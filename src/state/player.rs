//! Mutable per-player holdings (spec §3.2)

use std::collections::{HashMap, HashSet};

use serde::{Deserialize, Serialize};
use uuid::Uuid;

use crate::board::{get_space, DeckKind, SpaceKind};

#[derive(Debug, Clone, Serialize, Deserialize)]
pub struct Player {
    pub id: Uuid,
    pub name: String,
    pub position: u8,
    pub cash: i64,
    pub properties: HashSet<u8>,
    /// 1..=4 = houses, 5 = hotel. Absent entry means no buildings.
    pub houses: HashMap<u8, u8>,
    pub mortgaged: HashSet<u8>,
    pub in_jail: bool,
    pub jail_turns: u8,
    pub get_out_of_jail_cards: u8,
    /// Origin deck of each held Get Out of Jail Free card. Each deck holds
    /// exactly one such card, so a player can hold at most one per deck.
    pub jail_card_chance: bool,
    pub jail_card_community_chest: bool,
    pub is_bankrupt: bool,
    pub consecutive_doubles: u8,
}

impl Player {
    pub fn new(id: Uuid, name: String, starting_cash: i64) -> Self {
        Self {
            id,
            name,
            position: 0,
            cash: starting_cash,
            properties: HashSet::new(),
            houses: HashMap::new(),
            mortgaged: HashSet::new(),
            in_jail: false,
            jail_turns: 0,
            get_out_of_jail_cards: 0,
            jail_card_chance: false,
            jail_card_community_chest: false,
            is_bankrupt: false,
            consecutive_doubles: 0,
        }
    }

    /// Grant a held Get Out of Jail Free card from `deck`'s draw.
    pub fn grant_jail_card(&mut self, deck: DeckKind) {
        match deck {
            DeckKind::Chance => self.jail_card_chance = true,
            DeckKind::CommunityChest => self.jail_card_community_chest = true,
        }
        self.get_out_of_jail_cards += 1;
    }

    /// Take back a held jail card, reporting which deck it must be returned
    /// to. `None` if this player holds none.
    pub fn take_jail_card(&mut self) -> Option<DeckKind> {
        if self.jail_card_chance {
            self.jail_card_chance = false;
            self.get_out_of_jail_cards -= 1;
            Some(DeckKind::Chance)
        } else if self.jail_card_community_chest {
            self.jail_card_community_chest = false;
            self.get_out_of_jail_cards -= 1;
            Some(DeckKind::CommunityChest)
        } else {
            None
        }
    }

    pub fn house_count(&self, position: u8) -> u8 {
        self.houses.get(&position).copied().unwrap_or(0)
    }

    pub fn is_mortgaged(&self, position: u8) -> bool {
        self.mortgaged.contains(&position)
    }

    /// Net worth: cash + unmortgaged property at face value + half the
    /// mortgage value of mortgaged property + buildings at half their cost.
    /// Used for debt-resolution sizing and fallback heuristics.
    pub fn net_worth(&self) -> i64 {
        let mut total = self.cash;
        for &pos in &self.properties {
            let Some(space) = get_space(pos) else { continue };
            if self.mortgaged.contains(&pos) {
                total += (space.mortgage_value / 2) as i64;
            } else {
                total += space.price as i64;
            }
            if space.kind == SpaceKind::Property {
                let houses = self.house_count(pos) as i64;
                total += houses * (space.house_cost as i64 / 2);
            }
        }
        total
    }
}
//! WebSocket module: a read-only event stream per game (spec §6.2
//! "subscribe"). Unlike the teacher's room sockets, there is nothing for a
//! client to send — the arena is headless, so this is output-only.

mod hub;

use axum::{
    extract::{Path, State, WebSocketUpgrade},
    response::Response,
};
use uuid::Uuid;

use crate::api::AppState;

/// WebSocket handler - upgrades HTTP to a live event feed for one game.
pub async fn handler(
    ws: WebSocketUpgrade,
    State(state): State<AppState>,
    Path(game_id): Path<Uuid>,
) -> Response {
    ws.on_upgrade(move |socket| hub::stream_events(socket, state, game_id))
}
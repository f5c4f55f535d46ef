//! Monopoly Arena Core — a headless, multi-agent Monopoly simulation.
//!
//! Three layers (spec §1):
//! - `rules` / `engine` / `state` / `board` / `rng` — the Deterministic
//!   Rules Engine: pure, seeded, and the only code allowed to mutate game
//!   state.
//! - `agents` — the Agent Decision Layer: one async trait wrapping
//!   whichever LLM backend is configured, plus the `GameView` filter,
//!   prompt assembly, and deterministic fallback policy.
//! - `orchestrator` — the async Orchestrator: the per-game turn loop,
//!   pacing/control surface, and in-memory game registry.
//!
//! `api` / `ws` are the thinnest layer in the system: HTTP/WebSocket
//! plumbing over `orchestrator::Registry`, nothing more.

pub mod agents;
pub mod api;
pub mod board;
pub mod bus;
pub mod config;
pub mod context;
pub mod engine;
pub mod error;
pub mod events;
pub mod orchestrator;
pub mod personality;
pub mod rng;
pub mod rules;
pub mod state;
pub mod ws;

+===+

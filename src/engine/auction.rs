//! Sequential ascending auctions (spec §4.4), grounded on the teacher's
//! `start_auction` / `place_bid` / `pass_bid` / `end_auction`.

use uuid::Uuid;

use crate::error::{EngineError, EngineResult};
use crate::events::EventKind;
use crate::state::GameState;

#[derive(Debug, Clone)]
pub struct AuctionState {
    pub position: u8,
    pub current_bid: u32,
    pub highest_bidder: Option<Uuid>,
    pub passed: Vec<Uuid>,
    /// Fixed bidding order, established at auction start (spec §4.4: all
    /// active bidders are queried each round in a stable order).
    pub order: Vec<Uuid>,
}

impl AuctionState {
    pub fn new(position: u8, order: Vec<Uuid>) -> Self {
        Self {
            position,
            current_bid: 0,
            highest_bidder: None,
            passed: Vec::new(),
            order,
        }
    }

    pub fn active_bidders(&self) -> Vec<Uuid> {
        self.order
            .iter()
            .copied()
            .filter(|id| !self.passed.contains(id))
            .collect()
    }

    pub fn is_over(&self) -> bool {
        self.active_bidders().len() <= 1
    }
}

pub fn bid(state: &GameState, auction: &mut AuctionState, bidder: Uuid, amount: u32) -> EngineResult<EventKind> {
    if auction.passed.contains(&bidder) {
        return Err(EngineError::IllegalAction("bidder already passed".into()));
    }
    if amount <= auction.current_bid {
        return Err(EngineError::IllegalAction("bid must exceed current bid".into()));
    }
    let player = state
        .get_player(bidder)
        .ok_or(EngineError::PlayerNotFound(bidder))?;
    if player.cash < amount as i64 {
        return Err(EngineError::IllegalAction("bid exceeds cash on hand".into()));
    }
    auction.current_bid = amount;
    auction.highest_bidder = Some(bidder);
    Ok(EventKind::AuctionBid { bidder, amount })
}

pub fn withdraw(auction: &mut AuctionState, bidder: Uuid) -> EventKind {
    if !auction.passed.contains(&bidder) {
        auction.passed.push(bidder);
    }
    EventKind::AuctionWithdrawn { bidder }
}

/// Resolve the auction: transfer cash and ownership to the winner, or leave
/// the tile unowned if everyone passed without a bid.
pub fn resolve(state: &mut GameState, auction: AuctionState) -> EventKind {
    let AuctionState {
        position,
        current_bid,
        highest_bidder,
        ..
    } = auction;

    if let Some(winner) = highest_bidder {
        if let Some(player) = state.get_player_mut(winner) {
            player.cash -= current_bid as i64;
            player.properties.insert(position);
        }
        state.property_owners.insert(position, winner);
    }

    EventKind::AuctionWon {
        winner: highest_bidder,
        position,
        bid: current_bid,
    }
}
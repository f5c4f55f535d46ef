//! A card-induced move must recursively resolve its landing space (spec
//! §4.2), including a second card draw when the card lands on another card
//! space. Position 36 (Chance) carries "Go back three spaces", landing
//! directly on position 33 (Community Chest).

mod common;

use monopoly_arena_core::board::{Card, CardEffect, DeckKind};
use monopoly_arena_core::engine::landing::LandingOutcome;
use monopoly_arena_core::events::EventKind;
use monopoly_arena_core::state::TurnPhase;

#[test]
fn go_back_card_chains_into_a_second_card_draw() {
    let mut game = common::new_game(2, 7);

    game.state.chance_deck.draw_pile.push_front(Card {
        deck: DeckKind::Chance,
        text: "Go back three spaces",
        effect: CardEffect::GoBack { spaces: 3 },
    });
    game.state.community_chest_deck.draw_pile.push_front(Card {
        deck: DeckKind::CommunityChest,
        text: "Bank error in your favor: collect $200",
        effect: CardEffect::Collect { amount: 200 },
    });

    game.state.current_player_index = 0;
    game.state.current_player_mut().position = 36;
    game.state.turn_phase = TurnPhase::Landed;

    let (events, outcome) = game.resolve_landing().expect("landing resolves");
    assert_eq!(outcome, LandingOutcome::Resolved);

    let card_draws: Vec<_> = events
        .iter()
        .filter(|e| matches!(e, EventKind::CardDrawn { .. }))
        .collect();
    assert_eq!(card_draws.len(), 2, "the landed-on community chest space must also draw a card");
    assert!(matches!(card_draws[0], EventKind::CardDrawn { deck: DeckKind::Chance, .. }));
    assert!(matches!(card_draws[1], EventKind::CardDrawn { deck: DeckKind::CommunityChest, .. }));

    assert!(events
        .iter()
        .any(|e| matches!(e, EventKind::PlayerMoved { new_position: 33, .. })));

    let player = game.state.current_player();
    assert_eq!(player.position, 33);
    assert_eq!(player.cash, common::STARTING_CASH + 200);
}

+===+

**Description of the task:**
Only those lines of the entries above that run from the line containing "mod common;" to the line containing "new_position: 33, ..", both included, should be transcribed exactly.

**Answer below:**
mod common;

use monopoly_arena_core::board::{Card, CardEffect, DeckKind};
use monopoly_arena_core::engine::landing::LandingOutcome;
use monopoly_arena_core::events::EventKind;
use monopoly_arena_core::state::TurnPhase;

#[test]
fn go_back_card_chains_into_a_second_card_draw() {
    let mut game = common::new_game(2, 7);

    game.state.chance_deck.draw_pile.push_front(Card {
        deck: DeckKind::Chance,
        text: "Go back three spaces",
        effect: CardEffect::GoBack { spaces: 3 },
    });
    game.state.community_chest_deck.draw_pile.push_front(Card {
        deck: DeckKind::CommunityChest,
        text: "Bank error in your favor: collect $200",
        effect: CardEffect::Collect { amount: 200 },
    });

    game.state.current_player_index = 0;
    game.state.current_player_mut().position = 36;
    game.state.turn_phase = TurnPhase::Landed;

    let (events, outcome) = game.resolve_landing().expect("landing resolves");
    assert_eq!(outcome, LandingOutcome::Resolved);

    let card_draws: Vec<_> = events
        .iter()
        .filter(|e| matches!(e, EventKind::CardDrawn { .. }))
        .collect();
    assert_eq!(card_draws.len(), 2, "the landed-on community chest space must also draw a card");
    assert!(matches!(card_draws[0], EventKind::CardDrawn { deck: DeckKind::Chance, .. }));
    assert!(matches!(card_draws[1], EventKind::CardDrawn { deck: DeckKind::CommunityChest, .. }));

    assert!(events
        .iter()
        .any(|e| matches!(e, EventKind::PlayerMoved { new_position: 33, .. })));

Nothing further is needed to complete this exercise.